39 reports of this reaction
6.4% of all ARFORMOTEROL TARTRATE reports
#1 most reported adverse reaction
DYSPNOEA is the #1 most commonly reported adverse reaction for ARFORMOTEROL TARTRATE, manufactured by Alembic Pharmaceuticals Inc.. There are 39 FDA adverse event reports linking ARFORMOTEROL TARTRATE to DYSPNOEA. This represents approximately 6.4% of all 613 adverse event reports for this drug.
Patients taking ARFORMOTEROL TARTRATE who experience dyspnoea should discuss this symptom with their healthcare provider to determine whether it may be related to their medication and what alternatives may be available.
DYSPNOEA is moderately reported among ARFORMOTEROL TARTRATE users, representing a notable but not dominant share of adverse events.

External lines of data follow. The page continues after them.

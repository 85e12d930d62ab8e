//! Request bodies with a fixed shape.
//!
//! Operations whose payload is supplied by the caller (batch notify, pub/sub,
//! the email sends) accept any `Serialize` value and pass it through as-is;
//! only the bodies the client assembles itself are typed here.

use serde::{Deserialize, Serialize};

/// Body of the register-email-profile call.
#[derive(Debug, Clone, Serialize, Deserialize, PartialEq, Eq)]
pub struct EmailProfile {
    pub address: String,
}

/// Body of the update-recipient call.
#[derive(Debug, Clone, Serialize, Deserialize, PartialEq, Eq)]
#[serde(rename_all = "camelCase")]
pub struct RecipientIdentity {
    pub id: String,
    pub first_name: String,
    pub last_name: String,
}
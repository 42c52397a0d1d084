//! Built command nodes
//!
//! A [`CommandNode`] owns the `clap::Command` for one level of the tree, the
//! action to run when that level is the deepest match, and its children. The
//! full clap tree is assembled on demand, so every parse works on a fresh copy
//! and nodes stay immutable once built.

use crate::action::{Action, ActionMetaData, OptionValue};
use crate::error::{CommandError, CommandResult};
use crate::schema::NestedOptions;
use crate::signature::FlagSignature;
use clap::error::ErrorKind;
use clap::parser::ValueSource;
use clap::{ArgAction, ArgMatches, Command};
use std::collections::BTreeMap;
use std::ffi::OsString;
use tracing::debug;

/// Positional argument as declared
#[derive(Debug, Clone)]
pub(crate) struct ArgumentBinding {
    pub(crate) id: String,
    pub(crate) template: String,
}

/// Option as declared
#[derive(Debug, Clone)]
pub(crate) struct OptionBinding {
    pub(crate) signature: FlagSignature,
    pub(crate) default_value: Option<String>,
    /// Required and not satisfied by a default
    pub(crate) required: bool,
}

/// One built command and its sub-commands
#[derive(Debug, Clone)]
pub struct CommandNode {
    pub(crate) command: Command,
    pub(crate) action: Option<Action>,
    pub(crate) arguments: Vec<ArgumentBinding>,
    pub(crate) options: Vec<OptionBinding>,
    pub(crate) children: Vec<CommandNode>,
}

impl CommandNode {
    /// Node without declared arguments or action, wrapping `command` as-is
    pub(crate) fn bare(command: Command) -> Self {
        Self {
            command,
            action: None,
            arguments: Vec::new(),
            options: Vec::new(),
            children: Vec::new(),
        }
    }

    /// Name the node matches on
    pub fn name(&self) -> &str {
        self.command.get_name()
    }

    /// This node's own clap command, without its sub-commands
    pub fn command(&self) -> &Command {
        &self.command
    }

    /// Attached sub-commands, in attachment order
    pub fn children(&self) -> &[CommandNode] {
        &self.children
    }

    /// Attached sub-command matching `name` or one of its aliases
    pub fn find_child(&self, name: &str) -> Option<&CommandNode> {
        self.children
            .iter()
            .find(|child| child.matches_name(name))
    }

    /// Handler run when this node is the deepest match
    pub fn action(&self) -> Option<&Action> {
        self.action.as_ref()
    }

    /// Usage templates of the declared positional arguments, in binding order
    pub fn argument_templates(&self) -> Vec<&str> {
        self.arguments
            .iter()
            .map(|binding| binding.template.as_str())
            .collect()
    }

    /// Rendered signatures of the declared options, in declaration order
    pub fn option_signatures(&self) -> Vec<String> {
        self.options
            .iter()
            .map(|binding| binding.signature.to_string())
            .collect()
    }

    fn matches_name(&self, name: &str) -> bool {
        self.name() == name || self.command.get_all_aliases().any(|alias| alias == name)
    }

    /// Attach `child` as a sub-command
    ///
    /// Sibling names and aliases must be unique, and `help` is taken by the
    /// help sub-command clap generates.
    pub fn add_command(mut self, mut child: CommandNode, options: NestedOptions) -> CommandResult<Self> {
        let names: Vec<String> = std::iter::once(child.name().to_string())
            .chain(child.command.get_all_aliases().map(str::to_string))
            .collect();

        for name in &names {
            if name == "help" {
                return Err(CommandError::ReservedName {
                    command: self.name().to_string(),
                    name: name.clone(),
                });
            }
            if self.find_child(name).is_some() {
                return Err(CommandError::DuplicateCommand {
                    parent: self.name().to_string(),
                    name: name.clone(),
                });
            }
        }

        if options.hidden {
            child.command = child.command.hide(true);
        }

        debug!(parent = %self.name(), child = %child.name(), hidden = options.hidden, "attached sub-command");
        self.children.push(child);
        Ok(self)
    }

    /// Assemble the full clap command tree rooted at this node
    pub fn to_command(&self) -> Command {
        let command = self
            .children
            .iter()
            .fold(self.command.clone(), |command, child| command.subcommand(child.to_command()));

        if self.children.is_empty() {
            command
        } else {
            // A matched sub-command lifts the parent's required positionals.
            // Required parent options are checked in `resolve`.
            command.subcommand_negates_reqs(true)
        }
    }

    /// Parse `argv` and resolve the deepest matched node
    ///
    /// The first element of `argv` is the name the node was invoked as.
    pub fn try_match_from<I, T>(&self, argv: I) -> CommandResult<Invocation>
    where
        I: IntoIterator<Item = T>,
        T: Into<OsString> + Clone,
    {
        let matches = self.to_command().try_get_matches_from(argv)?;
        self.resolve(&matches)
    }

    /// Parse `argv` and run the deepest matched node's action
    pub async fn run_from<I, T>(&self, argv: I) -> CommandResult<()>
    where
        I: IntoIterator<Item = T>,
        T: Into<OsString> + Clone,
    {
        self.try_match_from(argv)?.run().await
    }

    pub(crate) fn resolve(&self, matches: &ArgMatches) -> CommandResult<Invocation> {
        let mut node = self;
        let mut matches = matches;
        let mut path = vec![self.name().to_string()];

        while let Some((name, sub_matches)) = matches.subcommand() {
            node.check_required_options(matches)?;
            path.push(name.to_string());
            node = node
                .find_child(name)
                .ok_or_else(|| CommandError::UnhandledCommand(path.join(" ")))?;
            matches = sub_matches;
        }

        Ok(Invocation {
            metadata: node.metadata(matches),
            action: node.action.clone(),
            path,
        })
    }

    /// Reject required options of an ancestor that were not given
    fn check_required_options(&self, matches: &ArgMatches) -> CommandResult<()> {
        let missing: Vec<String> = self
            .options
            .iter()
            .filter(|binding| binding.required)
            .filter(|binding| {
                !matches!(
                    matches.value_source(&binding.signature.long),
                    Some(ValueSource::CommandLine | ValueSource::EnvVariable)
                )
            })
            .map(|binding| binding.signature.to_string())
            .collect();

        if missing.is_empty() {
            return Ok(());
        }

        let mut command = self.command.clone();
        Err(command
            .error(
                ErrorKind::MissingRequiredArgument,
                format!(
                    "the following required arguments were not provided:\n  {}",
                    missing.join("\n  ")
                ),
            )
            .into())
    }

    fn metadata(&self, matches: &ArgMatches) -> ActionMetaData {
        let args = self
            .arguments
            .iter()
            .map(|binding| raw_values(matches, &binding.id).into_iter().next())
            .collect();

        let mut options = BTreeMap::new();
        for binding in &self.options {
            if let Some(value) = resolve_declared(matches, binding) {
                options.insert(binding.signature.long.clone(), value);
            }
        }

        // Flags added by a customization hook
        for arg in self.command.get_arguments() {
            let id = arg.get_id().as_str();
            if arg.is_positional() || id == "help" || id == "version" {
                continue;
            }
            let key = arg.get_long().unwrap_or(id).to_string();
            if options.contains_key(&key) {
                continue;
            }
            if let Some(value) = resolve_added(matches, id, arg.get_action()) {
                options.insert(key, value);
            }
        }

        ActionMetaData { args, options }
    }
}

fn raw_values(matches: &ArgMatches, id: &str) -> Vec<String> {
    matches
        .try_get_raw(id)
        .ok()
        .flatten()
        .map(|values| {
            values
                .map(|value| value.to_string_lossy().into_owned())
                .collect()
        })
        .unwrap_or_default()
}

fn resolve_declared(matches: &ArgMatches, binding: &OptionBinding) -> Option<OptionValue> {
    let id = binding.signature.long.as_str();

    if binding.signature.is_boolean() {
        let set = matches.try_get_one::<bool>(id).ok().flatten().copied().unwrap_or(false);
        return Some(OptionValue::Flag(set));
    }

    let source = matches.value_source(id)?;
    if source == ValueSource::DefaultValue {
        return binding.default_value.clone().map(OptionValue::Value);
    }

    let mut values = raw_values(matches, id);
    if values.is_empty() {
        // `--out` given without its optional value
        Some(OptionValue::Flag(true))
    } else if binding.signature.is_variadic() {
        Some(OptionValue::Values(values))
    } else {
        values.pop().map(OptionValue::Value)
    }
}

fn resolve_added(matches: &ArgMatches, id: &str, action: &ArgAction) -> Option<OptionValue> {
    match action {
        ArgAction::SetTrue | ArgAction::SetFalse => matches
            .try_get_one::<bool>(id)
            .ok()
            .flatten()
            .map(|set| OptionValue::Flag(*set)),
        ArgAction::Count => matches
            .try_get_one::<u8>(id)
            .ok()
            .flatten()
            .map(|count| OptionValue::Count(*count)),
        _ => {
            matches.value_source(id)?;
            let mut values = raw_values(matches, id);
            match values.len() {
                0 => Some(OptionValue::Flag(true)),
                1 => values.pop().map(OptionValue::Value),
                _ => Some(OptionValue::Values(values)),
            }
        }
    }
}

/// The deepest matched node of a parse, ready to run
#[derive(Debug, Clone)]
pub struct Invocation {
    /// Names of the matched commands from the root down
    pub path: Vec<String>,

    /// Resolved positional and option values
    pub metadata: ActionMetaData,

    action: Option<Action>,
}

impl Invocation {
    /// Name of the deepest matched command
    pub fn command_name(&self) -> &str {
        self.path.last().map(String::as_str).unwrap_or_default()
    }

    /// Action that [`Invocation::run`] will call
    pub fn action(&self) -> Option<&Action> {
        self.action.as_ref()
    }

    /// Run the matched action once
    pub async fn run(self) -> CommandResult<()> {
        let action = self
            .action
            .ok_or_else(|| CommandError::UnhandledCommand(self.path.join(" ")))?;

        debug!(command = %self.path.join(" "), "running action");
        action.call(self.metadata).await.map_err(CommandError::Action)
    }
}

#[cfg(test)]
mod tests {
    use super::*;
    use clap::Arg;

    fn leaf(name: &str) -> CommandNode {
        let mut node = CommandNode::bare(Command::new(name.to_string()));
        node.action = Some(Action::new(|_| Ok(())));
        node
    }

    #[test]
    fn test_add_command_preserves_order() {
        let root = CommandNode::bare(Command::new("root"))
            .add_command(leaf("b"), NestedOptions::default())
            .unwrap()
            .add_command(leaf("a"), NestedOptions::default())
            .unwrap();

        let names: Vec<&str> = root.children().iter().map(CommandNode::name).collect();
        assert_eq!(names, vec!["b", "a"]);

        let command = root.to_command();
        let names: Vec<&str> = command.get_subcommands().map(Command::get_name).collect();
        assert_eq!(names, vec!["b", "a"]);
    }

    #[test]
    fn test_add_command_rejects_duplicates() {
        let mut aliased = leaf("remove");
        aliased.command = aliased.command.alias("rm");

        let root = CommandNode::bare(Command::new("root"))
            .add_command(aliased, NestedOptions::default())
            .unwrap();

        let err = root
            .clone()
            .add_command(leaf("remove"), NestedOptions::default())
            .unwrap_err();
        assert!(matches!(err, CommandError::DuplicateCommand { ref name, .. } if name == "remove"));

        let err = root
            .add_command(leaf("rm"), NestedOptions::default())
            .unwrap_err();
        assert!(matches!(err, CommandError::DuplicateCommand { ref name, .. } if name == "rm"));
    }

    #[test]
    fn test_add_command_rejects_help() {
        let err = CommandNode::bare(Command::new("root"))
            .add_command(leaf("help"), NestedOptions::default())
            .unwrap_err();
        assert!(matches!(err, CommandError::ReservedName { .. }));
    }

    #[test]
    fn test_hidden_child_still_matches() {
        let root = CommandNode::bare(Command::new("root"))
            .add_command(leaf("secret"), NestedOptions { hidden: true })
            .unwrap();

        assert!(root.children()[0].command().is_hide_set());
        let invocation = root.try_match_from(["root", "secret"]).unwrap();
        assert_eq!(invocation.path, vec!["root", "secret"]);
    }

    #[test]
    fn test_match_by_alias_resolves_canonical_child() {
        let mut child = leaf("remove");
        child.command = child.command.alias("rm");
        let root = CommandNode::bare(Command::new("root"))
            .add_command(child, NestedOptions::default())
            .unwrap();

        let invocation = root.try_match_from(["root", "rm"]).unwrap();
        assert_eq!(invocation.command_name(), "remove");
        assert!(invocation.action().is_some());
    }

    #[test]
    fn test_hook_added_flags_are_resolved() {
        let mut node = leaf("tool");
        node.command = node
            .command
            .arg(Arg::new("verbose").short('v').long("verbose").action(ArgAction::Count))
            .arg(Arg::new("dry-run").long("dry-run").action(ArgAction::SetTrue))
            .arg(Arg::new("tag").long("tag").action(ArgAction::Append));

        let invocation = node
            .try_match_from(["tool", "-vv", "--tag", "a", "--tag", "b"])
            .unwrap();
        let options = &invocation.metadata.options;
        assert_eq!(options.get("verbose"), Some(&OptionValue::Count(2)));
        assert_eq!(options.get("dry-run"), Some(&OptionValue::Flag(false)));
        assert_eq!(
            options.get("tag"),
            Some(&OptionValue::Values(vec!["a".to_string(), "b".to_string()]))
        );
    }

    #[tokio::test]
    async fn test_run_without_action_is_unhandled() {
        let node = CommandNode::bare(Command::new("bare"));
        let err = node.run_from(["bare"]).await.unwrap_err();
        assert!(matches!(err, CommandError::UnhandledCommand(ref path) if path == "bare"));
    }
}
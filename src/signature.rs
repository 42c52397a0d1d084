//! Flag signatures and argument templates
//!
//! Renders schema descriptors into the usage notation shown in help text
//! (`<name>`, `[name]`, `-s, --long <value...>`) and derives how many values
//! clap should accept for each shape.

use crate::schema::{CommandArgument, CommandOption};
use clap::builder::ValueRange;
use std::fmt;

/// Usage template of a positional argument
pub fn argument_template(arg: &CommandArgument) -> String {
    if arg.required {
        format!("<{}>", arg.name)
    } else {
        format!("[{}]", arg.name)
    }
}

/// Value placeholder of a flag
#[derive(Debug, Clone, PartialEq, Eq)]
pub struct ValuePlaceholder {
    /// Display name
    pub name: String,
    /// Flag requires its value
    pub required: bool,
    /// Flag collects multiple values
    pub variadic: bool,
}

impl fmt::Display for ValuePlaceholder {
    fn fmt(&self, f: &mut fmt::Formatter<'_>) -> fmt::Result {
        let suffix = if self.variadic { "..." } else { "" };
        if self.required {
            write!(f, "<{}{}>", self.name, suffix)
        } else {
            write!(f, "[{}{}]", self.name, suffix)
        }
    }
}

/// Structured form of a flag signature such as `-o, --out [path...]`
#[derive(Debug, Clone, PartialEq, Eq)]
pub struct FlagSignature {
    /// Single letter form
    pub short: Option<char>,
    /// Long form, without dashes
    pub long: String,
    /// Value slot, `None` for boolean flags
    pub value: Option<ValuePlaceholder>,
}

impl FlagSignature {
    /// Signature of a declared option
    pub fn from_option(option: &CommandOption) -> Self {
        Self {
            short: option.short_name,
            long: option.name.clone(),
            value: option.param.as_ref().map(|param| ValuePlaceholder {
                name: param.name.clone(),
                required: param.required,
                variadic: param.variadic,
            }),
        }
    }

    /// Whether the flag takes no value
    pub fn is_boolean(&self) -> bool {
        self.value.is_none()
    }

    /// Whether the flag collects multiple values
    pub fn is_variadic(&self) -> bool {
        self.value.as_ref().is_some_and(|value| value.variadic)
    }

    /// Number of values accepted per occurrence
    pub fn value_range(&self) -> ValueRange {
        match &self.value {
            None => ValueRange::EMPTY,
            Some(ValuePlaceholder { required: true, variadic: false, .. }) => ValueRange::SINGLE,
            Some(ValuePlaceholder { required: false, variadic: false, .. }) => ValueRange::new(0..=1),
            Some(ValuePlaceholder { required: true, variadic: true, .. }) => ValueRange::new(1..),
            Some(ValuePlaceholder { required: false, variadic: true, .. }) => ValueRange::new(0..),
        }
    }
}

impl fmt::Display for FlagSignature {
    fn fmt(&self, f: &mut fmt::Formatter<'_>) -> fmt::Result {
        if let Some(short) = self.short {
            write!(f, "-{}, ", short)?;
        }
        write!(f, "--{}", self.long)?;
        if let Some(value) = &self.value {
            write!(f, " {}", value)?;
        }
        Ok(())
    }
}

In addition to dyspnoea, the following adverse reactions have been reported for ARFORMOTEROL TARTRATE:
The following drugs have also been linked to dyspnoea in FDA adverse event reports:
DYSPNOEA has been reported as an adverse event in 39 FDA reports for ARFORMOTEROL TARTRATE. This does not prove causation, but indicates an association observed in post-market surveillance data.
DYSPNOEA accounts for approximately 6.4% of all adverse event reports for ARFORMOTEROL TARTRATE, making it one of the most commonly reported side effect.
If you experience dyspnoea while taking ARFORMOTEROL TARTRATE, contact your healthcare provider. They can evaluate whether the symptom is related to your medication and discuss potential adjustments to your treatment plan. Do not stop taking prescribed medication without consulting your doctor.